Today's beach trip was especially well timed because today is Asrar's birthday. Asrar is the cluster secretary that I talked about so much on here. She is by far my favorite part of living in Saudi Arabia and I hope to cherish our friendship for a long time. In honor of her birthday, we had a cookout and spent the afternoon dancing and playing games. Here are some photographic highlights.
We had a little friend join us at our cookout. She was pitiful, and her begging efforts were rewarded with charred shish tawook (what we call kebabs in the States).
See? This is the shish tawook. Yummy!
After lunch, Asrar made us tea on charcoal (that's the translation of the Arabic). Seriously some of the best tea I've ever had. You start by putting water and mint leaves in a kettle and placing it directly on the coals after you're finished grilling up lunch.
After the leaves start to boil, you put the tea bags in there and let that boil for 15 or 20 minutes. Serve with a little bit of sugar and tah-dah! It was very tasty.
We went inside after lunch and played karim. The white stuff is baby powder. The powder kind of smooths out the board. The checker game piece looking things are what you try to hit into the pockets in the four corners using the big green pog slammer looking thing. As you can see, you flick it to the game pieces and try to knock them around.
These pieces were impossible to get into the pocket! They eluded all of us for like 3 rounds! Once you get one of the pieces into the pocket, you take it and it counts as your points (kind of like checkers).
If you flick the green...thing into one of the pockets, you have to forfeit one of your game pieces. I was the only one of us that knocked the green piece into the pocket...I learned the whole give-up-a-piece rule AFTER this picture was taken.
This is how I felt about the news that I had to give up the only piece I'd gotten in the whole game!
Eventually I redeemed myself and got a LOT of pieces!
I had a truly wonderful time with Asrar, Mona (one of the English teachers), and Sandra. There were other teachers there today, but most of them were Elementary teachers who I had never met before, and they all spoke Arabic. We found a common language, however: Dance!

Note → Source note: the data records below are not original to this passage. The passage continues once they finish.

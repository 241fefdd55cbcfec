//! Control messages exchanged between a host and its child
//!
//! All of them travel with `RoutingId::CONTROL`.

use ipc::{MessageType, TypedMessage};
use serde::{Deserialize, Serialize};

/// Namespace of host/child control traffic
pub const CONTROL_NAMESPACE: u16 = 0x0001;

const fn control_type(id: u16) -> MessageType {
    MessageType::new(CONTROL_NAMESPACE, id)
}

/// Child asks to be allowed to exit
#[derive(Debug, Clone, Default, PartialEq, Eq, Serialize, Deserialize)]
pub struct ShutdownRequest {}

impl TypedMessage for ShutdownRequest {
    const TYPE: MessageType = control_type(1);
}

/// Host tells the child to exit
#[derive(Debug, Clone, Default, PartialEq, Eq, Serialize, Deserialize)]
pub struct Shutdown {}

impl TypedMessage for Shutdown {
    const TYPE: MessageType = control_type(2);
}

/// Child must send [`ShutdownRequest`] instead of exiting on its own
#[derive(Debug, Clone, Default, PartialEq, Eq, Serialize, Deserialize)]
pub struct AskBeforeShutdown {}

impl TypedMessage for AskBeforeShutdown {
    const TYPE: MessageType = control_type(3);
}

#[derive(Debug, Clone, Default, PartialEq, Eq, Serialize, Deserialize)]
pub struct SetIpcLoggingEnabled {
    pub enabled: bool,
}

impl TypedMessage for SetIpcLoggingEnabled {
    const TYPE: MessageType = control_type(4);
}

#[derive(Debug, Clone, Default, PartialEq, Eq, Serialize, Deserialize)]
pub struct BeginTracing {
    pub categories: String,
}

impl TypedMessage for BeginTracing {
    const TYPE: MessageType = control_type(5);
}

#[derive(Debug, Clone, Default, PartialEq, Eq, Serialize, Deserialize)]
pub struct EndTracing {}

impl TypedMessage for EndTracing {
    const TYPE: MessageType = control_type(6);
}

/// One fragment of trace output
#[derive(Debug, Clone, Default, PartialEq, Eq, Serialize, Deserialize)]
pub struct TraceDataCollected {
    pub data: String,
}

impl TypedMessage for TraceDataCollected {
    const TYPE: MessageType = control_type(7);
}

/// Last message of a trace; no fragments follow
#[derive(Debug, Clone, Default, PartialEq, Eq, Serialize, Deserialize)]
pub struct EndTracingAck {}

impl TypedMessage for EndTracingAck {
    const TYPE: MessageType = control_type(8);
}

Asrar had emailed me some Arabic songs and I put them on my iPod. She and the other Arabic teachers showed the non-khaleeji* teachers how to dance. I did such a good job that a few of the teachers thought I was Syrian or Lebanese or khaleeji. They said I move like a khaleeji woman. I took that as a compliment.
Speaking of compliments: the mother of one of the Arabic teachers wanted me as a wife for her son. I guess it was a bit of a let down when Asrar told her that I was already married. She told Asrar to be on the look out for more girls like me so she could direct them her son's way.
After all was said and done, I had an incredibly memorable time with friends today. A great way to start winding down our first year here in Saudi.
*Khaleeji is a word that describes people from the Arabian Gulf region. Essentially, people from the GCC countries.